Uma quarta-feira de reviravoltas. Se o dia ontem começou com Trump subindo no palco principal de Davos pressionando a Europa para ter a Groenlândia, ele parece ter terminado com um tom mais pacífico, digamos.
Vamos por partes… “Só queremos esse pedaço de gelo”. Foi assim que Trump resumiu, sem muito rodeio, sua posição sobre a Groenlândia durante o discurso no Fórum Econômico Mundial, em Davos.
O presidente dos EUA voltou a dizer que quer comprar a ilha, mas tentou aliviar o tom ao afirmar que não pretende usar força militar para isso. “Eu não preciso usar a força. Não quero usar a força. Tudo o que os Estados Unidos estão pedindo é a Groenlândia.”
Para Trump, a lógica é simples: só os EUA têm capacidade real de proteger — da Rússia e da China — o território, que hoje pertence à Dinamarca.
Mas um acordo pode sair do forno…
Horas depois de chamar a Dinamarca de “ingrata” e dizer aos europeus que “Sem a gente, vocês estariam falando alemão — e um pouco de japonês”, Trump afirmou que ele e a OTAN estabeleceram a estrutura de um futuro acordo envolvendo a Groenlândia.

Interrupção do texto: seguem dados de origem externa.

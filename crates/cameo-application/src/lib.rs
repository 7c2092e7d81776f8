//! Application layer for Cameo.
//!
//! Composes the domain, infrastructure and interaction crates into
//! runnable sessions: catalog loading, persona wiring, and the
//! conversation loop a front end drives.

pub mod catalogs;
pub mod session_service;

pub use catalogs::CatalogSet;
pub use session_service::{OpenSession, SessionService};
//! Platform path resolution.
//!
//! Configuration lives under the platform config directory, archives and
//! catalogs under the platform data directory, with a config override for
//! the data root.
//!
//! # Directory Structure
//!
//! ```text
//! ~/.config/cameo/             # Config directory
//! └── config.toml              # Application configuration
//!
//! ~/.local/share/cameo/        # Data directory (or config data_dir override)
//! ├── archives/                # One JSON array per archiving persona
//! │   ├── checkins.json
//! │   ├── leads.json
//! │   └── ...
//! ├── catalogs/                # Optional catalog files (last candidate)
//! └── cases.json               # Fraud case working copy
//! ```

use std::path::PathBuf;

use cameo_core::config::RootConfig;
use cameo_core::error::{CameoError, Result};

const APP_DIR: &str = "cameo";

/// Unified path management.
pub struct CameoPaths;

impl CameoPaths {
    /// The configuration directory, e.g. `~/.config/cameo`.
    pub fn config_dir() -> Result<PathBuf> {
        dirs::config_dir()
            .map(|dir| dir.join(APP_DIR))
            .ok_or_else(|| CameoError::config("cannot determine the platform config directory"))
    }

    /// Path to `config.toml`.
    pub fn config_file() -> Result<PathBuf> {
        Ok(Self::config_dir()?.join("config.toml"))
    }

    /// The data directory, honoring the config override.
    pub fn data_dir(config: &RootConfig) -> Result<PathBuf> {
        if let Some(dir) = &config.data_dir {
            return Ok(dir.clone());
        }
        dirs::data_dir()
            .map(|dir| dir.join(APP_DIR))
            .ok_or_else(|| CameoError::config("cannot determine the platform data directory"))
    }

    /// Directory holding archive files.
    pub fn archives_dir(config: &RootConfig) -> Result<PathBuf> {
        Ok(Self::data_dir(config)?.join("archives"))
    }

    /// Directory searched last for catalog files.
    pub fn catalogs_dir(config: &RootConfig) -> Result<PathBuf> {
        Ok(Self::data_dir(config)?.join("catalogs"))
    }

    /// Working copy of the fraud case file.
    pub fn cases_file(config: &RootConfig) -> Result<PathBuf> {
        Ok(Self::data_dir(config)?.join(&config.catalogs.cases))
    }

    /// Archive path for a persona's archive file name.
    pub fn archive_file(config: &RootConfig, file_name: &str) -> Result<PathBuf> {
        Ok(Self::archives_dir(config)?.join(file_name))
    }
}

#[cfg(test)]
mod tests {
    use super::*;

    #[test]
    fn test_config_file_under_config_dir() {
        let config_file = CameoPaths::config_file().unwrap();
        assert!(config_file.ends_with("cameo/config.toml"));
        assert!(config_file.starts_with(CameoPaths::config_dir().unwrap()));
    }

    #[test]
    fn test_data_dir_override_is_honored() {
        let mut config = RootConfig::default();
        config.data_dir = Some(PathBuf::from("/srv/cameo-data"));

        let archives = CameoPaths::archives_dir(&config).unwrap();
        assert_eq!(archives, PathBuf::from("/srv/cameo-data/archives"));

        let cases = CameoPaths::cases_file(&config).unwrap();
        assert_eq!(cases, PathBuf::from("/srv/cameo-data/cases.json"));
    }

    #[test]
    fn test_default_data_dir_ends_with_app_name() {
        let config = RootConfig::default();
        let data_dir = CameoPaths::data_dir(&config).unwrap();
        assert!(data_dir.ends_with(APP_DIR));
    }

    #[test]
    fn test_archive_file_lands_in_archives_dir() {
        let mut config = RootConfig::default();
        config.data_dir = Some(PathBuf::from("/srv/cameo-data"));
        let path = CameoPaths::archive_file(&config, "leads.json").unwrap();
        assert_eq!(path, PathBuf::from("/srv/cameo-data/archives/leads.json"));
    }
}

Com isso, o americano anunciou que não irá mais impor as tarifas de 10% sobre países europeus que estavam previstas para fevereiro. Na prática, a notícia aliviou as chances de uma guerra tarifária entre EUA e Europa, que parecia prestes a escalar.
O formato do acordo ainda não está certo, mas fontes dizem que a solução será os EUA terem o direito de instalar mais bases militares na ilha de gelo.
Curiosidade: Os EUA já tentaram comprar a Groenlândia duas outras vezes na história. A primeira foi no século XIX, após comprar o Alasca da Rússia, e a outra após a 2ª Guerra, quando a Dinamarca recusou a oferta de US$ 100 milhões.